BEGIN DATA RECORDS

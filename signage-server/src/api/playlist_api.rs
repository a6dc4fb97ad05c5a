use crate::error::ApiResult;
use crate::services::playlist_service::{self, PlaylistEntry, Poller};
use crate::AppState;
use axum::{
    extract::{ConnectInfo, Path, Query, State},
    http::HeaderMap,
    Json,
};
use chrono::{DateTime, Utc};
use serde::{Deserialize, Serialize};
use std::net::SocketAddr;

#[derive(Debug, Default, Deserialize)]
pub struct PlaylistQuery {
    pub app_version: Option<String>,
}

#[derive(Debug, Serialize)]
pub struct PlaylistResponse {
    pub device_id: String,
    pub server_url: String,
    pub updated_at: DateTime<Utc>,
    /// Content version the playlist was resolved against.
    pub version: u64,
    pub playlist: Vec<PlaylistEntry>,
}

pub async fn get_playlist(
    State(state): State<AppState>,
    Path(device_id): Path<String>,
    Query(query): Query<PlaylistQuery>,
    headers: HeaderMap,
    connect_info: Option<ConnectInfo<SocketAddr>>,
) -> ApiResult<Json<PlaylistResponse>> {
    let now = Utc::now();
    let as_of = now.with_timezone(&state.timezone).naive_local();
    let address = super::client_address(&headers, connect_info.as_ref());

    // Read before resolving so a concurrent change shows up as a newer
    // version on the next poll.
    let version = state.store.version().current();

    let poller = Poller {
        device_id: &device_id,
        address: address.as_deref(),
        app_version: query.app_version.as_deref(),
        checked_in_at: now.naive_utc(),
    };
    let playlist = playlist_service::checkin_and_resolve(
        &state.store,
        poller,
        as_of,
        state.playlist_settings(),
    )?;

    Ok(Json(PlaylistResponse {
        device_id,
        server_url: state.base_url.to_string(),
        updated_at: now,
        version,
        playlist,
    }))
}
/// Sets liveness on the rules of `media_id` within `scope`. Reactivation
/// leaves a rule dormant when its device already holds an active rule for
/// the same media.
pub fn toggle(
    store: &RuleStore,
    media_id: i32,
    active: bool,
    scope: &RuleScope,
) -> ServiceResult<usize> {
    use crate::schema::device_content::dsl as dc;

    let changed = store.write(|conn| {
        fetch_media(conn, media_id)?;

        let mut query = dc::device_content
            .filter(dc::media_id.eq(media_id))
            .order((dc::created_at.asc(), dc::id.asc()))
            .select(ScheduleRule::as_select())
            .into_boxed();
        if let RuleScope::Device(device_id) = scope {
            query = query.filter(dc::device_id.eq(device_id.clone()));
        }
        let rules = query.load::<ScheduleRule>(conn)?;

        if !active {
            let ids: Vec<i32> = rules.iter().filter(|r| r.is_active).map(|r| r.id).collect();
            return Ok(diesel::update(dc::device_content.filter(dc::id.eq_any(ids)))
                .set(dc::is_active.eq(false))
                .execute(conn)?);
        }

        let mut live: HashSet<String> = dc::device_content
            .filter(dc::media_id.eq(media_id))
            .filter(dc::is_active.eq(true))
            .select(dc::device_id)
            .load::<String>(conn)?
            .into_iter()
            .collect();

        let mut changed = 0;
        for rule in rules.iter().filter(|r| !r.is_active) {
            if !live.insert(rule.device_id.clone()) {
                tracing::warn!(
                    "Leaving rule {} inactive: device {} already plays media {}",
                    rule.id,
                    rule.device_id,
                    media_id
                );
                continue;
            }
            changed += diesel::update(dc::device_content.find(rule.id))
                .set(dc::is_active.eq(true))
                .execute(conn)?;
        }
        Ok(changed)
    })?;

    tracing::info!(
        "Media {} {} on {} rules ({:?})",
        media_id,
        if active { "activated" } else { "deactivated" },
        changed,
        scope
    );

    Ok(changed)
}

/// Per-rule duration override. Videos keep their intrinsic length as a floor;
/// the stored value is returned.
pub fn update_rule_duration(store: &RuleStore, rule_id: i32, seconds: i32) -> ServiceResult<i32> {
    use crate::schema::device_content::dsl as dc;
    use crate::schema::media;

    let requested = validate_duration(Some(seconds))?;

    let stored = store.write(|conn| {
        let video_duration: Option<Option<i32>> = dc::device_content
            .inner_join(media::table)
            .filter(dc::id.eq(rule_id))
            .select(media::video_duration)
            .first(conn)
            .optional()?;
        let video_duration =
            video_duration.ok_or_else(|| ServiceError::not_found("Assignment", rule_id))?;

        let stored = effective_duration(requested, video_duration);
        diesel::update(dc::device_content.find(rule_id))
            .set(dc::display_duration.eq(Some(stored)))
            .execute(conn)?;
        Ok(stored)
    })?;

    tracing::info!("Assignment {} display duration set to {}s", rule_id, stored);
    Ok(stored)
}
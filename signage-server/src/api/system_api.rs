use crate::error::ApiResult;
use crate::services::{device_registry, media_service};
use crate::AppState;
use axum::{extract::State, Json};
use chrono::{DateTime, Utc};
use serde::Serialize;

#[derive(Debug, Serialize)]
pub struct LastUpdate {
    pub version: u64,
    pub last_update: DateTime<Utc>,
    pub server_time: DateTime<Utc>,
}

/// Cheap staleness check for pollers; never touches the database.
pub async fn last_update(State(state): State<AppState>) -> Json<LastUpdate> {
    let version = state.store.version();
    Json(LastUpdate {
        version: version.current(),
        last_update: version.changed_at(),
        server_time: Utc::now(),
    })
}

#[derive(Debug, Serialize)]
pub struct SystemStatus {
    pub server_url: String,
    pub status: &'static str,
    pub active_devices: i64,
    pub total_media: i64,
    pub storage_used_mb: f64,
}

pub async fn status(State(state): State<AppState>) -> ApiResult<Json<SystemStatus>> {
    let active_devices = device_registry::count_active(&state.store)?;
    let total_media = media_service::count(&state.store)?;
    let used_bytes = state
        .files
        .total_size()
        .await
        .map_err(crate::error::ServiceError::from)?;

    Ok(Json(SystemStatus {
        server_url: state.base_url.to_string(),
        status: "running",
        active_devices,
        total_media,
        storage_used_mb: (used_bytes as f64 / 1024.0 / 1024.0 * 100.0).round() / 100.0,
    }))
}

END DATA RECORDS
BEGIN DATA RECORDS

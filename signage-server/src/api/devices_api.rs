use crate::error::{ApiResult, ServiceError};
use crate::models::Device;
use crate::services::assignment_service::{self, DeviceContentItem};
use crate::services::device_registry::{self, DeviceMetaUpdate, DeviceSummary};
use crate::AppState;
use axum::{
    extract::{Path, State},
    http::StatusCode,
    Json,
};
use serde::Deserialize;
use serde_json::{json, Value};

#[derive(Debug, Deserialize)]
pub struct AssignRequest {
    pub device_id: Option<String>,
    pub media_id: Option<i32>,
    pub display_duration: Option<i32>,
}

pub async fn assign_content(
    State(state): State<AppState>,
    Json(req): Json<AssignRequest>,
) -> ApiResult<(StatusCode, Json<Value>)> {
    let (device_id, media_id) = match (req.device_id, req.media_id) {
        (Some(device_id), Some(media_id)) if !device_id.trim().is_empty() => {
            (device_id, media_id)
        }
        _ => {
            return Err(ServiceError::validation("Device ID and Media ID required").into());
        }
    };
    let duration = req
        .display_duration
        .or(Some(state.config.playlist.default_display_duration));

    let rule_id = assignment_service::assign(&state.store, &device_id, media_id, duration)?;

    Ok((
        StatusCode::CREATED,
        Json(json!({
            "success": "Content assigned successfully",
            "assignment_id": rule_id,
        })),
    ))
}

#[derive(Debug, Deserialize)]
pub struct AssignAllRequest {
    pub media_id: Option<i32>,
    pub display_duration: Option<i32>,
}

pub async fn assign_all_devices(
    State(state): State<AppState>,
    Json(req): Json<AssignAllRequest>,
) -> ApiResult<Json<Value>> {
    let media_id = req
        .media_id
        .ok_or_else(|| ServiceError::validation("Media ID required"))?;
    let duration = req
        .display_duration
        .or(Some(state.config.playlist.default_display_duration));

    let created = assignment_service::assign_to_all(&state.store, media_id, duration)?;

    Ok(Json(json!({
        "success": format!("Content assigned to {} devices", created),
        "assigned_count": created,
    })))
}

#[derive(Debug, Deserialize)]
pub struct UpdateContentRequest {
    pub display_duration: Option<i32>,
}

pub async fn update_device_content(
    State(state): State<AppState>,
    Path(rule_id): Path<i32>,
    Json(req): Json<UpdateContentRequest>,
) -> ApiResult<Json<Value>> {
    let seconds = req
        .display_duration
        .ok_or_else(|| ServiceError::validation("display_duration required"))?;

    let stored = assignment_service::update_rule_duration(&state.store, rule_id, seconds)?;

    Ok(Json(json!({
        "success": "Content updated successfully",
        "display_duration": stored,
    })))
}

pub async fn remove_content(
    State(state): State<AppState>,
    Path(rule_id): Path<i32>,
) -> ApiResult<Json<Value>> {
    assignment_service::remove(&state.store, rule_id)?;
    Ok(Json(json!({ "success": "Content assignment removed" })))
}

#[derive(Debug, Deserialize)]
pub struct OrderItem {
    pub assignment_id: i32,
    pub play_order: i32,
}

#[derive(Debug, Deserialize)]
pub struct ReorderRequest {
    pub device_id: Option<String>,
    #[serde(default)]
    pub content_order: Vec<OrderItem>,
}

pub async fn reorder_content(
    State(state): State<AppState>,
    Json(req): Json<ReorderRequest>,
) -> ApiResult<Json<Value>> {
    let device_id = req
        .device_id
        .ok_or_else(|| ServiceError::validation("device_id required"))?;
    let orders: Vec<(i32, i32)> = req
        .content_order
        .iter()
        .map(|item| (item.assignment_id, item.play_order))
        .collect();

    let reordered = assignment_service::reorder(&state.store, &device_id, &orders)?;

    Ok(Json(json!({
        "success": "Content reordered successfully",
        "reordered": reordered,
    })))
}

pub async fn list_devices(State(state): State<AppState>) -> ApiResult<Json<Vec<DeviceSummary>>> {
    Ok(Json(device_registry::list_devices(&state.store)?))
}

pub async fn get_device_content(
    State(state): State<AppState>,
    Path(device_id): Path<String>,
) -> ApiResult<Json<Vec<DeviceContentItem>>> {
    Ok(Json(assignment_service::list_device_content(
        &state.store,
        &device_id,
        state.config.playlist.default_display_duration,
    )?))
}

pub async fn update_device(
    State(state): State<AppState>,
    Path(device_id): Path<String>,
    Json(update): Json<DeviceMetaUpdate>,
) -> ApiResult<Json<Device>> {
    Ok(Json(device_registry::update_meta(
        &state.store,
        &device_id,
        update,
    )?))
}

END DATA RECORDS
BEGIN DATA RECORDS

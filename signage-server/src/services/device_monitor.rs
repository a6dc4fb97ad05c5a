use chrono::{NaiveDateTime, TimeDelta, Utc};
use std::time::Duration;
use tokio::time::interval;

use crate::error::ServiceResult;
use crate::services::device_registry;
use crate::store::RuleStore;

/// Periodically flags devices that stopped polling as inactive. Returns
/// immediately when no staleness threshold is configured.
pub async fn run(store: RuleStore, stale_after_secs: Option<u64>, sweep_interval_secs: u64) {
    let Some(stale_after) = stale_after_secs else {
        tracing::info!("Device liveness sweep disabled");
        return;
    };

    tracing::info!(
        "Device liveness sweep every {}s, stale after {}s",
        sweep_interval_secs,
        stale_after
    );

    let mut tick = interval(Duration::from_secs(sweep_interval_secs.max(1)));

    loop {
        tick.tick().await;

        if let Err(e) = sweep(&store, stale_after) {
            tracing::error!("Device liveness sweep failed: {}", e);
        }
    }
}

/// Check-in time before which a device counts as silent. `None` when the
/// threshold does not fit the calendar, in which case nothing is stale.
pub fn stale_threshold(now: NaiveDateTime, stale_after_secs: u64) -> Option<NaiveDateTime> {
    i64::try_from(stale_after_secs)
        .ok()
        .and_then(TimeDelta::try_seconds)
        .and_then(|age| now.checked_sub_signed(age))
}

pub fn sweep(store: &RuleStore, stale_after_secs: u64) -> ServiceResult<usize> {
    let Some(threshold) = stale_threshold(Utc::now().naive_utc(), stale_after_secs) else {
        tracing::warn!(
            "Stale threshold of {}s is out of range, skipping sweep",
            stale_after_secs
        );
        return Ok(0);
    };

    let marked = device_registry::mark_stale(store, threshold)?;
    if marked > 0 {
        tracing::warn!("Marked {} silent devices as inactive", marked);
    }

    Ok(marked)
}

END DATA RECORDS

• _EXERCISE BRIEF_: In the entries above, find every line holding the word "usize" and copy it out.

• _EXERCISE RESPONSE_:
) -> ServiceResult<usize> {
pub fn sweep(store: &RuleStore, stale_after_secs: u64) -> ServiceResult<usize> {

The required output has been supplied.